Recovery Support

In 2005, TRUST embarked on a partnership with the Johnson Institute of the Rush Center in Austin, Texas using an approach called Faith Partners to bring congregations together to learn how to support people in recovery from chemical dependency. Bethlehem Lutheran, Mayflower UCC and Richfield United Methodist have all participated in the training and maintain active programs. Read below for information from the Mayflower team.

Recovery Ministry — is it for your church?

In 2003, a few of us from Mayflower Church, having learned of the existence of a recovery ministry at House of Hope Church in St. Paul and Plymouth Congregational Church in Minneapolis, decided to start a recovery ministry at Mayflower.  Addiction is a disease without a cure, but recovery can be maintained with spiritual practice and peer support.  What better place that one’s own church to feel supported in recovery?  We called our team of six Mayflower Faith Partners, after the organization that provided our initial training, but changed our name to Mayflower Addiction Recovery Support (MARS) two years ago, to more clearly represent who we are.  Our current active membership is 16.  We meet the first Monday of the month, from October-June to support one another, to plan education initiatives for our youth and families and to plan the annual Recovery Sunday — a day devoted to the subject of addiction and recovery, featuring a main preacher, education hour speaker, and a speaker for the youth.  Most of our MARS members attend a 12-step meeting regularly; and the collective wisdom of people from traditions of AA, Al-Anon, Nar-Anon, SAA and OA provides a rich resource for our congregation.  You can read more about this ministry on the Mayflower web site:, under Caring & Support.

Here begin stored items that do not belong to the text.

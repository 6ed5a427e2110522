//! Static data source — emits a configured JSON array.
//!
//! Mostly used as the entry node of test and demo pipelines: the `json_data`
//! config holds a JSON array of records which becomes the node's `data`
//! output.

use std::time::Instant;

use async_trait::async_trait;
use chrono::Utc;
use serde_json::{json, Value};

use crate::traits::{ConfigField, ConfigSchema, NodeInput, NodeMetadata, NodeOutput, PortDefinition, ValueMap};
use crate::{NodeError, NodePlugin};

pub struct StaticDataNode;

impl StaticDataNode {
    fn parse_records(config: &ValueMap) -> Result<Vec<Value>, String> {
        let raw = match config.get("json_data") {
            Some(Value::String(s)) if !s.is_empty() => s,
            _ => return Err("missing or invalid json_data".into()),
        };
        serde_json::from_str::<Vec<Value>>(raw).map_err(|e| format!("invalid JSON array: {e}"))
    }
}

#[async_trait]
impl NodePlugin for StaticDataNode {
    fn metadata(&self) -> NodeMetadata {
        let now = Utc::now();
        NodeMetadata {
            id: "static_data".into(),
            name: "Static data".into(),
            description: "Emits a configured static JSON array".into(),
            version: "1.0.0".into(),
            category: "datasource".into(),
            kind: "static".into(),
            icon: "data".into(),
            tags: vec!["static".into(), "json".into(), "test".into()],
            input_ports: Vec::new(),
            output_ports: vec![PortDefinition {
                id: "data".into(),
                name: "Data".into(),
                description: "The configured records".into(),
                data_type: "array".into(),
                required: true,
                multiple: false,
            }],
            config_schema: Some(ConfigSchema {
                kind: "object".into(),
                properties: vec![
                    ConfigField {
                        name: "json_data".into(),
                        kind: "string".into(),
                        title: "JSON data".into(),
                        description: "A JSON array of records".into(),
                        widget: Some("code".into()),
                        placeholder: Some(r#"[{"id": 1}, {"id": 2}]"#.into()),
                        ..ConfigField::default()
                    },
                    ConfigField {
                        name: "data_name".into(),
                        kind: "string".into(),
                        title: "Data set name".into(),
                        default: Some(json!("static data")),
                        widget: Some("text".into()),
                        ..ConfigField::default()
                    },
                ],
                required: vec!["json_data".into()],
            }),
            author: "flowmill".into(),
            created_at: now,
            updated_at: now,
        }
    }

    fn validate(&self, config: &ValueMap) -> Result<(), NodeError> {
        Self::parse_records(config).map(|_| ()).map_err(NodeError::InvalidConfig)
    }

    async fn execute(&self, input: NodeInput) -> Result<NodeOutput, NodeError> {
        let started = Instant::now();
        let mut output = NodeOutput::default();

        let records = match Self::parse_records(&input.config) {
            Ok(records) => records,
            Err(msg) => {
                output.error = Some(msg);
                output.duration_ms = started.elapsed().as_millis() as u64;
                return Ok(output);
            }
        };

        output
            .logs
            .push(format!("emitting {} static records", records.len()));
        output
            .metrics
            .insert("record_count".into(), json!(records.len()));
        output.data.insert("data".into(), Value::Array(records));
        output.success = true;
        output.duration_ms = started.elapsed().as_millis() as u64;
        Ok(output)
    }
}

#[cfg(test)]
mod tests {
    use super::*;

    fn config(json_data: &str) -> ValueMap {
        ValueMap::from([("json_data".to_string(), json!(json_data))])
    }

    #[tokio::test]
    async fn emits_configured_records() {
        let input = NodeInput {
            config: config(r#"[{"x": 1}, {"x": 2}]"#),
            ..NodeInput::default()
        };
        let output = StaticDataNode.execute(input).await.unwrap();
        assert!(output.success);
        assert_eq!(output.data["data"], json!([{"x": 1}, {"x": 2}]));
    }

    #[tokio::test]
    async fn malformed_json_fails_softly() {
        let input = NodeInput {
            config: config("not json"),
            ..NodeInput::default()
        };
        let output = StaticDataNode.execute(input).await.unwrap();
        assert!(!output.success);
        assert!(output.error.is_some());
    }

    #[test]
    fn validate_rejects_missing_data() {
        assert!(StaticDataNode.validate(&ValueMap::new()).is_err());
        assert!(StaticDataNode.validate(&config("[]")).is_ok());
    }
}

What does a recovery ministry do for a church?
In a survey of our congregation in 2004, and again in 2010, 66 percent said they, a family member or friend were involved with addiction and/or recovery.  A recovery ministry opens the door to honest communication and keeps it open.  It is another way for a church to be inclusive and welcoming.  It is an important way to minister to people struggling with a difficult (cunning, baffling and powerful) disease.  Whole families suffer when one of its members is addicted.  Whole families can get well when recovery is embraced. When alcohol and drug abuse becomes an acceptable topic for discussion, there is opportunity to prevent the disease from happening in some individuals.  The elephant in the room is replaced by positive messages about prevention and recovery. 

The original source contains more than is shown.